State how many lines in the entries below hold the string "NativeClient", and give nothing besides that number.

---------- Material supplied

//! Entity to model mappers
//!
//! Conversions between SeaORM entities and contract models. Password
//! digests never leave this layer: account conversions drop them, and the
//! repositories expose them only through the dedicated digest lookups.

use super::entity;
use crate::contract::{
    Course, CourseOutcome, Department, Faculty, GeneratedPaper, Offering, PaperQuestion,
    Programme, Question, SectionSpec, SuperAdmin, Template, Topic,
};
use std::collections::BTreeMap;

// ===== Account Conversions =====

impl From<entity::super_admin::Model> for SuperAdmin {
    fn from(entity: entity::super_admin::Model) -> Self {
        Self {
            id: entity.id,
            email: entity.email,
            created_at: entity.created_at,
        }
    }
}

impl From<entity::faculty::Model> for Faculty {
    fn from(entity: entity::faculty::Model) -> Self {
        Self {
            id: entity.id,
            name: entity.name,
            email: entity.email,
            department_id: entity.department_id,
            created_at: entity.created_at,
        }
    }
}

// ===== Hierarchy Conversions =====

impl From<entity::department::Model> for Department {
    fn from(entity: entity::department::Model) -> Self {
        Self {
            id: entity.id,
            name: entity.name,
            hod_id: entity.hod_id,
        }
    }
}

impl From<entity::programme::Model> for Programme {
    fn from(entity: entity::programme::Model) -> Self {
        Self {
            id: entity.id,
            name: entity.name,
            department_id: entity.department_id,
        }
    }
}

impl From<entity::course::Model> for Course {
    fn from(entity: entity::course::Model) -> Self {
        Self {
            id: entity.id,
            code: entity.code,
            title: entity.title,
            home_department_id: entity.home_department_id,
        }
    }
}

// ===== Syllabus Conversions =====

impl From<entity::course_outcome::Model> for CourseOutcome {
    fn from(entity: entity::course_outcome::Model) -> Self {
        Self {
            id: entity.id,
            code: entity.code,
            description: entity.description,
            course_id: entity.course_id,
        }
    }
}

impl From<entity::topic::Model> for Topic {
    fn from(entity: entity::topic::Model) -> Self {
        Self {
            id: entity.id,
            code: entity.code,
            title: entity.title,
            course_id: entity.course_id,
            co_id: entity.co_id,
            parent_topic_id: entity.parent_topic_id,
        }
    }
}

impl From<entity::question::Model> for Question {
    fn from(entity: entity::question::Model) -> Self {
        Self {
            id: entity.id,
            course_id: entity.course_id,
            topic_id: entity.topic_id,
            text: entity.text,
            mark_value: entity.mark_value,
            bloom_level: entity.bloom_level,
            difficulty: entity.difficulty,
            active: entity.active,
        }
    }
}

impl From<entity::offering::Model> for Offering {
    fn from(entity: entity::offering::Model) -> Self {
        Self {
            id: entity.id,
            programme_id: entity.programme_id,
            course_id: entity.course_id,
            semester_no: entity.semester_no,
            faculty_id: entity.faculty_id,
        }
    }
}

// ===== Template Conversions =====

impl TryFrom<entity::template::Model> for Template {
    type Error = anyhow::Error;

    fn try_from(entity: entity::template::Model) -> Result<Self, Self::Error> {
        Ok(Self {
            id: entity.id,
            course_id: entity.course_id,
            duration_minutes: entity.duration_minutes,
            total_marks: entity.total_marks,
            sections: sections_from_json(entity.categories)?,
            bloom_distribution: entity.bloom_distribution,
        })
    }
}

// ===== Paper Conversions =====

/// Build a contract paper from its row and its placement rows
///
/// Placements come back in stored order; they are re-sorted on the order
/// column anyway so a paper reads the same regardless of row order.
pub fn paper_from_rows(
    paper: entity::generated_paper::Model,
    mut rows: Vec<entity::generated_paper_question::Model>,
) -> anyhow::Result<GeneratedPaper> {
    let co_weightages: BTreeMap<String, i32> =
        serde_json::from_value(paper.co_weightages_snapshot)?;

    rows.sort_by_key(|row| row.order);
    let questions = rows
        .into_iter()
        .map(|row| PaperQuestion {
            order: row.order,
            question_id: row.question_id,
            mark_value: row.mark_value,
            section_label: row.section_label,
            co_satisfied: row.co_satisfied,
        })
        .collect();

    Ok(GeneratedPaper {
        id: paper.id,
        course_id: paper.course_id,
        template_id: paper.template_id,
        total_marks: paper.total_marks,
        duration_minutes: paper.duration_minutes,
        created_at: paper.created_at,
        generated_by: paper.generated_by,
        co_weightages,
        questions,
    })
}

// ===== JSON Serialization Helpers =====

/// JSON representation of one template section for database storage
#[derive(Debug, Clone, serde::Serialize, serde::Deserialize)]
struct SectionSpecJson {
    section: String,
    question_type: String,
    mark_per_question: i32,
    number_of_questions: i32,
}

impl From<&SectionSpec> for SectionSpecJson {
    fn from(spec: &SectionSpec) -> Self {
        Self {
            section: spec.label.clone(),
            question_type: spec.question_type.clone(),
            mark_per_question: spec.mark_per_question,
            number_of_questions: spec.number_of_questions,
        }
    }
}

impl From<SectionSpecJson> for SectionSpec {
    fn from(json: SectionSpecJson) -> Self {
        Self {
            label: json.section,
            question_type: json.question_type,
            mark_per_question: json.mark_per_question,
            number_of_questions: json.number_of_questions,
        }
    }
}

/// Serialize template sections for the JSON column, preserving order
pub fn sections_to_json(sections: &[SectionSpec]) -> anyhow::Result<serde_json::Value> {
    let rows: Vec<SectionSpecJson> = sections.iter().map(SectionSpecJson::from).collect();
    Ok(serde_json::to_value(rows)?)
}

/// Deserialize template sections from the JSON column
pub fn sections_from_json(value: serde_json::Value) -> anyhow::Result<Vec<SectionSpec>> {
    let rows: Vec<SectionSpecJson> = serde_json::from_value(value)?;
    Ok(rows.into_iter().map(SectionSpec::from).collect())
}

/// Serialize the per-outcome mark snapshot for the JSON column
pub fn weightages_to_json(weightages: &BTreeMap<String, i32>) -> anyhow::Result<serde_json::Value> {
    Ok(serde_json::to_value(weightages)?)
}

--------------------
---------- Material supplied

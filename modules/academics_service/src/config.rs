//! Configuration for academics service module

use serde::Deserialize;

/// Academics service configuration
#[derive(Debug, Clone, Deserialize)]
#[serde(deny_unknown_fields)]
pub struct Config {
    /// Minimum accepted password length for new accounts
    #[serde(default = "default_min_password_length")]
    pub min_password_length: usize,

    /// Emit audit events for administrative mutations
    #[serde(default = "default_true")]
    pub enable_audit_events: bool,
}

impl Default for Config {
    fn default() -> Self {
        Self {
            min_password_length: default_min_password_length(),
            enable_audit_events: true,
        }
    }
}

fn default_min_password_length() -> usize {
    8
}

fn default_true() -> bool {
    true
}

--------------------
---------- Material supplied

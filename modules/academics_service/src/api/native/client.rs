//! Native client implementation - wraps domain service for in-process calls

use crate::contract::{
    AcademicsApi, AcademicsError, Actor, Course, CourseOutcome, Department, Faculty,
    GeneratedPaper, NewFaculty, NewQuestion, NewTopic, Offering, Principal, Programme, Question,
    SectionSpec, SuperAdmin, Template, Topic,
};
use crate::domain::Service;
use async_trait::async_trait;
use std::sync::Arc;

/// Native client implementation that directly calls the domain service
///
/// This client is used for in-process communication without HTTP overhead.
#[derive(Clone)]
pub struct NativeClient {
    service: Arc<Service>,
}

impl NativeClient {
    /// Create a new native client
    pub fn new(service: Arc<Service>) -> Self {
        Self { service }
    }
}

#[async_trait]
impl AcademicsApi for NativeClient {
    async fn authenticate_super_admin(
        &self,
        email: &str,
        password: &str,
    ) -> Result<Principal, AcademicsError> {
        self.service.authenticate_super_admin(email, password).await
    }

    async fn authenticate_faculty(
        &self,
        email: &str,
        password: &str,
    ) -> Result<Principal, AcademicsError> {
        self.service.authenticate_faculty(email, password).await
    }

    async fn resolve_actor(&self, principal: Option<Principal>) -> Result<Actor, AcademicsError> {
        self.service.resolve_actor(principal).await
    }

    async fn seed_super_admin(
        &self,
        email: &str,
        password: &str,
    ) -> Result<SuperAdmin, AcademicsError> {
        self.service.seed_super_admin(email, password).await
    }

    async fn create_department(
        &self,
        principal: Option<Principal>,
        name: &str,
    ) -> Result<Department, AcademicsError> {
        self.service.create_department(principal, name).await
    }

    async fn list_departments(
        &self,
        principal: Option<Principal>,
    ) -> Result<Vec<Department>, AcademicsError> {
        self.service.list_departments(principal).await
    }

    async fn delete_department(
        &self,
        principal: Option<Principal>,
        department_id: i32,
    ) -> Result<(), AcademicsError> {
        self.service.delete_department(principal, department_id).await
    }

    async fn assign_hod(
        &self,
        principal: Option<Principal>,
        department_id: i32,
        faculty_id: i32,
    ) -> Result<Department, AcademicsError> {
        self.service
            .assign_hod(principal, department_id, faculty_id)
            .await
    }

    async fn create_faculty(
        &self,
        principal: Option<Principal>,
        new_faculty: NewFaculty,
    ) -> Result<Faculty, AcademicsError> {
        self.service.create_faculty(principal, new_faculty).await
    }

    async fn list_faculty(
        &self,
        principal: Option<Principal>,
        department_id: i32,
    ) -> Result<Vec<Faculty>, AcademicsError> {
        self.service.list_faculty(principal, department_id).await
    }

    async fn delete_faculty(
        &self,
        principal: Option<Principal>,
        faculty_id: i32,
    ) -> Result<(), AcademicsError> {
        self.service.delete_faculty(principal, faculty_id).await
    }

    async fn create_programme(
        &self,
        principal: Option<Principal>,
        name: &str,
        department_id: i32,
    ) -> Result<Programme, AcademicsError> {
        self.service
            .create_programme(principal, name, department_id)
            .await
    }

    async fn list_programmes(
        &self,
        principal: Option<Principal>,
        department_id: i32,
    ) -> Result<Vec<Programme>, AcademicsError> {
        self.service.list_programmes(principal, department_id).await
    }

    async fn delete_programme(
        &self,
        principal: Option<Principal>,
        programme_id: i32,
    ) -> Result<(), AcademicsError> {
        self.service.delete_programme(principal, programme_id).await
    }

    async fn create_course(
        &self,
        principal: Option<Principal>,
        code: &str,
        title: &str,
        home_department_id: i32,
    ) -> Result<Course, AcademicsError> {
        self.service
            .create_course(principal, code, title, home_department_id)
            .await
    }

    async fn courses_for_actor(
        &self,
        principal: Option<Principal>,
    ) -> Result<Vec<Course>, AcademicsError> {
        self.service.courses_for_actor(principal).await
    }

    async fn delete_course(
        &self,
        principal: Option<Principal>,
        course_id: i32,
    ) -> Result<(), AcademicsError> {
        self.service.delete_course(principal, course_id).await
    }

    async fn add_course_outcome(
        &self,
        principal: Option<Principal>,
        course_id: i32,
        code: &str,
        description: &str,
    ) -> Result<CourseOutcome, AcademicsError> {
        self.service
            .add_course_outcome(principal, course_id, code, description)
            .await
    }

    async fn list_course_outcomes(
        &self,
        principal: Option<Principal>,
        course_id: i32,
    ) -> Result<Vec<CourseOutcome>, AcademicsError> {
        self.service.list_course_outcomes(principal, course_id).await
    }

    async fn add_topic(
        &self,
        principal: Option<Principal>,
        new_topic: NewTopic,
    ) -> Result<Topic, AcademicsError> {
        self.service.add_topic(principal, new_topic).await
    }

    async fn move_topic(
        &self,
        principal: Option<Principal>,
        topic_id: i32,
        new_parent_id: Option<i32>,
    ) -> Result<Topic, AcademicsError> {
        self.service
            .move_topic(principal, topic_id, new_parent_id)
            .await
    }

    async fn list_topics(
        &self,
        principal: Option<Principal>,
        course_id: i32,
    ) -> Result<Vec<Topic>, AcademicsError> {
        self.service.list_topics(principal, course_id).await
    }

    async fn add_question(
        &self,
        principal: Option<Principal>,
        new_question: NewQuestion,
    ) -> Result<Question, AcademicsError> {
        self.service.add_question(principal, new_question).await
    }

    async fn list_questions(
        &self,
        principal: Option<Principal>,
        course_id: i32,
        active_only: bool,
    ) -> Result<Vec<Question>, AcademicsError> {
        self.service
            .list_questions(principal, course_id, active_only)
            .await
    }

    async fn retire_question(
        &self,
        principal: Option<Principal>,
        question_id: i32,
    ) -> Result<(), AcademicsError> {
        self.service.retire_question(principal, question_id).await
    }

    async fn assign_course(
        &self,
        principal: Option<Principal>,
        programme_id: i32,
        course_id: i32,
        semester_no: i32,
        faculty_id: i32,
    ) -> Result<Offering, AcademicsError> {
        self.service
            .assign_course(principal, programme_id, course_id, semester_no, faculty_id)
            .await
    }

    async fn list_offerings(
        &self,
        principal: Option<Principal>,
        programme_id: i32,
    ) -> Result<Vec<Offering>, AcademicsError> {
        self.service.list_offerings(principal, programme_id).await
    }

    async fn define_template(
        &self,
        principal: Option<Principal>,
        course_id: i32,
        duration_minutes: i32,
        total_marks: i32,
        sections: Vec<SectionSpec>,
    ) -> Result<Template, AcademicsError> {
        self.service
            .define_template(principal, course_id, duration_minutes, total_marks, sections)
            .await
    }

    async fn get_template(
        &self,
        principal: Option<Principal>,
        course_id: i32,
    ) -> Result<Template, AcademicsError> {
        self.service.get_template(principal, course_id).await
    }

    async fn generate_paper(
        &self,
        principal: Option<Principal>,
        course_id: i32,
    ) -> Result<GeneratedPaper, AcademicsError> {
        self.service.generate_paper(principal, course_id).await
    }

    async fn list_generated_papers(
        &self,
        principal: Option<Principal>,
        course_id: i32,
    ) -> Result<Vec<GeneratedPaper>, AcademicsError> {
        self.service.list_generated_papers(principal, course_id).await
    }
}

--------------------

### The answer:
3